Work to complete
Collect all lines containing the word "reserved" from the data.

Stored entries
#####

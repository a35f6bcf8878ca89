//! Outbound command values.

use serde::{Deserialize, Serialize};

use crate::message::MessageType;

/// Publisher name used for joypad commands, which carry no name of their own.
pub const JOYPAD_PUBLISHER: &str = "joypad";

/// One point of a joint trajectory.
#[derive(Debug, Clone, PartialEq, Serialize, Deserialize)]
pub struct TrajPoint {
    pub positions: Vec<f64>,
    pub velocities: Vec<f64>,
    /// Optional; sent as an empty list when not provided.
    #[serde(default)]
    pub accelerations: Vec<f64>,
    pub effort: Vec<f64>,
    pub seconds: i32,
    pub nanoseconds: u32,
}

impl TrajPoint {
    pub fn new(positions: Vec<f64>, velocities: Vec<f64>, effort: Vec<f64>) -> Self {
        Self {
            positions,
            velocities,
            accelerations: Vec::new(),
            effort,
            seconds: 0,
            nanoseconds: 0,
        }
    }

    /// Time from trajectory start at which this point should be reached.
    pub fn at(mut self, seconds: i32, nanoseconds: u32) -> Self {
        self.seconds = seconds;
        self.nanoseconds = nanoseconds;
        self
    }

    pub fn with_accelerations(mut self, accelerations: Vec<f64>) -> Self {
        self.accelerations = accelerations;
        self
    }
}

/// A robot-control command.
#[derive(Debug, Clone, PartialEq)]
pub enum Command {
    Velocity { values: Vec<f64>, name: String },
    Position { values: Vec<f64>, name: String },
    Effort { values: Vec<f64>, name: String },
    Trajectory { points: Vec<TrajPoint>, name: String },
    Joypad { buttons: Vec<i32>, axes: Vec<f64> },
}

impl Command {
    pub fn message_type(&self) -> MessageType {
        match self {
            Command::Velocity { .. } => MessageType::Velocity,
            Command::Position { .. } => MessageType::Position,
            Command::Effort { .. } => MessageType::Effort,
            Command::Trajectory { .. } => MessageType::Trajectory,
            Command::Joypad { .. } => MessageType::Joypad,
        }
    }

    /// The `name_publisher` the command is sent under.
    pub fn publisher(&self) -> &str {
        match self {
            Command::Velocity { name, .. }
            | Command::Position { name, .. }
            | Command::Effort { name, .. }
            | Command::Trajectory { name, .. } => name,
            Command::Joypad { .. } => JOYPAD_PUBLISHER,
        }
    }
}
//! Stream framing for byte-stream transports (TCP, UNIX sockets).
//!
//! Two formats are supported:
//!
//! - **msgpack**: peers write bare MessagePack values back to back. The
//!   decoder walks the marker bytes to find where one value ends without
//!   decoding it.
//! - **length_prefixed**: `u32` big-endian length followed by the payload.
//!
//! Both formats enforce a maximum frame size so a hostile length field can
//! never make the reader buffer without bound.

use std::io;

use bytes::{Bytes, BytesMut};
use serde::{Deserialize, Serialize};
use tokio_util::codec::{Decoder, Encoder, LengthDelimitedCodec};

// ── FrameFormat ──────────────────────────────────────────────────

/// How messages are delimited on a byte stream.
#[derive(Debug, Clone, Copy, PartialEq, Eq, Default, Serialize, Deserialize)]
pub enum FrameFormat {
    /// Self-delimiting MessagePack values.
    #[default]
    #[serde(rename = "msgpack")]
    MsgPack,
    /// 4-byte big-endian length prefix.
    #[serde(rename = "length_prefixed")]
    LengthPrefixed,
}

// ── Value extent scanning ────────────────────────────────────────

/// Where the first MessagePack value in a buffer ends.
#[derive(Debug, Clone, Copy, PartialEq, Eq)]
pub(crate) enum Extent {
    /// The first `n` bytes hold one complete value.
    Complete(usize),
    /// More bytes are needed.
    Incomplete,
    /// A reserved marker was found; the first `n` bytes are garbage.
    Corrupt(usize),
    /// The value cannot fit within the frame limit.
    TooLarge,
}

fn read_len(buf: &[u8], at: u64, width: u64) -> Option<u64> {
    let start = usize::try_from(at).ok()?;
    let end = usize::try_from(at + width).ok()?;
    let bytes = buf.get(start..end)?;
    Some(bytes.iter().fold(0u64, |acc, b| (acc << 8) | u64::from(*b)))
}

/// Find the extent of the first MessagePack value in `buf`.
///
/// Every pending value occupies at least one byte, so the scan can reject
/// oversized containers as soon as their element count is known.
pub(crate) fn value_extent(buf: &[u8], max: usize) -> Extent {
    let max = max as u64;
    let mut pos: u64 = 0;
    let mut pending: u64 = 1;

    while pending > 0 {
        let Some(&marker) = buf.get(pos as usize) else {
            return Extent::Incomplete;
        };

        macro_rules! len {
            ($width:expr) => {
                match read_len(buf, pos + 1, $width) {
                    Some(n) => n,
                    None => return Extent::Incomplete,
                }
            };
        }

        // (bytes occupied by this value excluding children, child count)
        let (size, children): (u64, u64) = match marker {
            0x00..=0x7f | 0xe0..=0xff | 0xc0 | 0xc2 | 0xc3 => (1, 0),
            0x80..=0x8f => (1, 2 * u64::from(marker & 0x0f)),
            0x90..=0x9f => (1, u64::from(marker & 0x0f)),
            0xa0..=0xbf => (1 + u64::from(marker & 0x1f), 0),
            0xc1 => return Extent::Corrupt(pos as usize + 1),
            0xc4 | 0xd9 => (2 + len!(1), 0),
            0xc5 | 0xda => (3 + len!(2), 0),
            0xc6 | 0xdb => (5 + len!(4), 0),
            0xc7 => (3 + len!(1), 0),
            0xc8 => (4 + len!(2), 0),
            0xc9 => (6 + len!(4), 0),
            0xca => (5, 0),
            0xcb => (9, 0),
            0xcc | 0xd0 => (2, 0),
            0xcd | 0xd1 => (3, 0),
            0xce | 0xd2 => (5, 0),
            0xcf | 0xd3 => (9, 0),
            0xd4 => (3, 0),
            0xd5 => (4, 0),
            0xd6 => (6, 0),
            0xd7 => (10, 0),
            0xd8 => (18, 0),
            0xdc => (3, len!(2)),
            0xdd => (5, len!(4)),
            0xde => (3, 2 * len!(2)),
            0xdf => (5, 2 * len!(4)),
        };

        pos += size;
        pending = pending - 1 + children;
        if pos + pending > max {
            return Extent::TooLarge;
        }
    }

    if pos > buf.len() as u64 {
        Extent::Incomplete
    } else {
        Extent::Complete(pos as usize)
    }
}

// ── MsgPackFrameCodec ────────────────────────────────────────────

/// Splits a stream of back-to-back MessagePack values into frames.
#[derive(Debug, Clone, Copy)]
pub struct MsgPackFrameCodec {
    max_frame_size: usize,
}

impl MsgPackFrameCodec {
    pub fn new(max_frame_size: usize) -> Self {
        Self { max_frame_size }
    }
}

impl Decoder for MsgPackFrameCodec {
    type Item = Bytes;
    type Error = io::Error;

    fn decode(&mut self, src: &mut BytesMut) -> Result<Option<Self::Item>, Self::Error> {
        if src.is_empty() {
            return Ok(None);
        }

        match value_extent(src, self.max_frame_size) {
            Extent::Complete(n) => Ok(Some(src.split_to(n).freeze())),
            Extent::Corrupt(n) => {
                tracing::debug!(bytes = n, "reserved msgpack marker in stream");
                Ok(Some(src.split_to(n).freeze()))
            }
            Extent::Incomplete => Ok(None),
            Extent::TooLarge => Err(io::Error::new(
                io::ErrorKind::InvalidData,
                format!("frame exceeds {} bytes", self.max_frame_size),
            )),
        }
    }
}

impl Encoder<Bytes> for MsgPackFrameCodec {
    type Error = io::Error;

    fn encode(&mut self, item: Bytes, dst: &mut BytesMut) -> Result<(), Self::Error> {
        if item.len() > self.max_frame_size {
            return Err(io::Error::new(
                io::ErrorKind::InvalidInput,
                format!(
                    "frame of {} bytes exceeds {}",
                    item.len(),
                    self.max_frame_size
                ),
            ));
        }
        dst.extend_from_slice(&item);
        Ok(())
    }
}

// ── FrameCodec ───────────────────────────────────────────────────

/// The framing codec selected by [`FrameFormat`].
#[derive(Debug)]
pub enum FrameCodec {
    MsgPack(MsgPackFrameCodec),
    LengthPrefixed(LengthDelimitedCodec),
}

impl FrameCodec {
    pub fn new(format: FrameFormat, max_frame_size: usize) -> Self {
        match format {
            FrameFormat::MsgPack => Self::MsgPack(MsgPackFrameCodec::new(max_frame_size)),
            FrameFormat::LengthPrefixed => Self::LengthPrefixed(
                LengthDelimitedCodec::builder()
                    .length_field_length(4)
                    .big_endian()
                    .max_frame_length(max_frame_size)
                    .new_codec(),
            ),
        }
    }
}

impl Decoder for FrameCodec {
    type Item = Bytes;
    type Error = io::Error;

    fn decode(&mut self, src: &mut BytesMut) -> Result<Option<Self::Item>, Self::Error> {
        match self {
            Self::MsgPack(codec) => codec.decode(src),
            Self::LengthPrefixed(codec) => Ok(codec.decode(src)?.map(BytesMut::freeze)),
        }
    }
}

impl Encoder<Bytes> for FrameCodec {
    type Error = io::Error;

    fn encode(&mut self, item: Bytes, dst: &mut BytesMut) -> Result<(), Self::Error> {
        match self {
            Self::MsgPack(codec) => codec.encode(item, dst),
            Self::LengthPrefixed(codec) => codec.encode(item, dst),
        }
    }
}

// ── Tests ────────────────────────────────────────────────────────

#####

Response to this exercise
    /// A reserved marker was found; the first `n` bytes are garbage.
                tracing::debug!(bytes = n, "reserved msgpack marker in stream");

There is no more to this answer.